Someone had called him to tell him about her? Who? Nonnie? The older woman was as sharp as they came. And spent more time on the internet than Addy did.

But what could Nonnie have found? There were no pictures of her on the internet. Nothing to tie her to her practice in Colorado. She’d searched for herself on Google, just to be sure, after Will and Sheriff Richards had both told her that they’d performed their own internet searches.

She didn’t know what to say. And as a lawyer, she knew that the best defense was silence.

It wasn’t as if she could explain. The reasons for her silence were still valid. Intact. No matter what Will Parsons had done, or who he’d become.
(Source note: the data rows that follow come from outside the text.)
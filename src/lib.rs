//! Diamond Digest library
//!
//! Exposes the CLI, configuration and digest orchestration for the binary and
//! for integration tests.

pub mod cli;
pub mod config;
pub mod digest;

pub use config::{AppConfig, LoadedConfig};
pub use digest::{DigestError, DigestOutcome, DigestRequest, DigestRunner};
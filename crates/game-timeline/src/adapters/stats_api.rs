use crate::errors::{TlError, TlResult};
use crate::model::{TeamSummary, Timecode};
use crate::ports::StatsPort;
use async_trait::async_trait;
use serde_json::Value as JsonValue;
use stats_api::model::{GameLog, Schedule};
use stats_api::{StatsApiError, StatsClient};

impl From<StatsApiError> for TlError {
    fn from(err: StatsApiError) -> Self {
        match err {
            StatsApiError::InvalidArg(msg) => TlError::InvalidArg(msg),
            err @ StatsApiError::Decode { .. } => TlError::Malformed(err.to_string()),
            other => TlError::Upstream(other.to_string()),
        }
    }
}

pub struct StatsApiAdapter {
    client: StatsClient,
}

impl StatsApiAdapter {
    pub fn new(client: StatsClient) -> Self {
        Self { client }
    }
}

#[async_trait]
impl StatsPort for StatsApiAdapter {
    async fn schedule(&self, team_id: u64, season: &str) -> TlResult<Schedule> {
        Ok(self.client.schedule(team_id, season).await?)
    }

    async fn player_game_log(&self, person_id: u64, season: &str) -> TlResult<GameLog> {
        Ok(self.client.player_game_log(person_id, Some(season)).await?)
    }

    async fn timecodes(&self, game_pk: u64) -> TlResult<Vec<Timecode>> {
        let codes = self.client.timecodes(game_pk).await?;
        Ok(codes.into_iter().map(Timecode).collect())
    }

    async fn live_feed(&self, game_pk: u64, timecode: &Timecode) -> TlResult<JsonValue> {
        Ok(self
            .client
            .live_feed(game_pk, Some(timecode.as_str()))
            .await?)
    }

    async fn game_content(&self, game_pk: u64) -> TlResult<JsonValue> {
        Ok(self.client.game_content(game_pk).await?)
    }

    async fn team(&self, team_id: u64) -> TlResult<TeamSummary> {
        let (teams, coaches) = tokio::try_join!(
            self.client.team(team_id),
            self.client.team_coaches(team_id)
        )?;
        let details = teams.teams.into_iter().next();
        Ok(TeamSummary {
            id: team_id,
            name: details.as_ref().and_then(|t| t.name.clone()),
            abbreviation: details.as_ref().and_then(|t| t.abbreviation.clone()),
            venue: details.and_then(|t| t.venue.name),
            manager: coaches.manager().map(str::to_string),
        })
    }
}
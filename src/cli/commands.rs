use clap::Subcommand;

use super::config::ConfigArgs;
use super::digest::DigestArgs;
use super::highlights::HighlightsArgs;
use super::locate::LocateArgs;
use super::timeline::TimelineArgs;

#[derive(Subcommand, Clone)]
pub enum Commands {
    /// Find the most recent game for a team or player
    Locate(LocateArgs),

    /// Reconstruct a game's event timeline from live-feed snapshots
    Timeline(TimelineArgs),

    /// List a player's notable events from their latest game
    Highlights(HighlightsArgs),

    /// Generate and deliver a personalized digest
    Digest(DigestArgs),

    /// Inspect diamond-digest configuration
    Config(ConfigArgs),
}
use crate::errors::{TlError, TlResult};
use crate::model::{RunDigest, TeamSummary, Timecode};
use async_trait::async_trait;
use serde_json::Value as JsonValue;
use stats_api::model::{GameLog, Schedule};

/// Read side of the statistics service, as the pipeline sees it.
#[async_trait]
pub trait StatsPort: Send + Sync {
    async fn schedule(&self, team_id: u64, season: &str) -> TlResult<Schedule>;
    async fn player_game_log(&self, person_id: u64, season: &str) -> TlResult<GameLog>;
    async fn timecodes(&self, game_pk: u64) -> TlResult<Vec<Timecode>>;
    async fn live_feed(&self, game_pk: u64, timecode: &Timecode) -> TlResult<JsonValue>;
    async fn game_content(&self, game_pk: u64) -> TlResult<JsonValue>;
    async fn team(&self, team_id: u64) -> TlResult<TeamSummary>;
}

pub trait EventsPort: Send + Sync {
    fn run_started(&self, digest: &RunDigest);
    fn snapshots_fetched(&self, game_pk: u64, count: usize);
    fn run_finished(&self, ok: bool, latency_ms: u128, err: Option<&TlError>);
}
Until she had a chance to speak with him, or prove that he’d actually done something criminal, until she told him that she was done, then she was under personal oath to him.

Even if the whole town found out who she was, she still couldn’t

tell them why she’d pretended to be someone else.

“It was from Ella.”

She stared. “Ella?” He’d heard from his ex-girlfriend? Had Mark told Ella about Adele? Was the woman jealous? Had she set out to find everything she could about the woman who was stealing Mark away from her? And...

No.

Wrapping her arms around her middle, Addy looked away from the man who’d grown to mean far too much to her in such a short span of time. She wasn’t thinking rationally.

Mark’s unusual silence spoke of a huge upset, but it didn’t have to do with her.

That’s when she remembered the house. She’d doubted Nonnie’s assurance that an entire town would keep her secret from her grandson. Nonnie must not have accounted for Mark’s ex-girlfriend.

But why would the sale of the house mean that he couldn’t have Addy?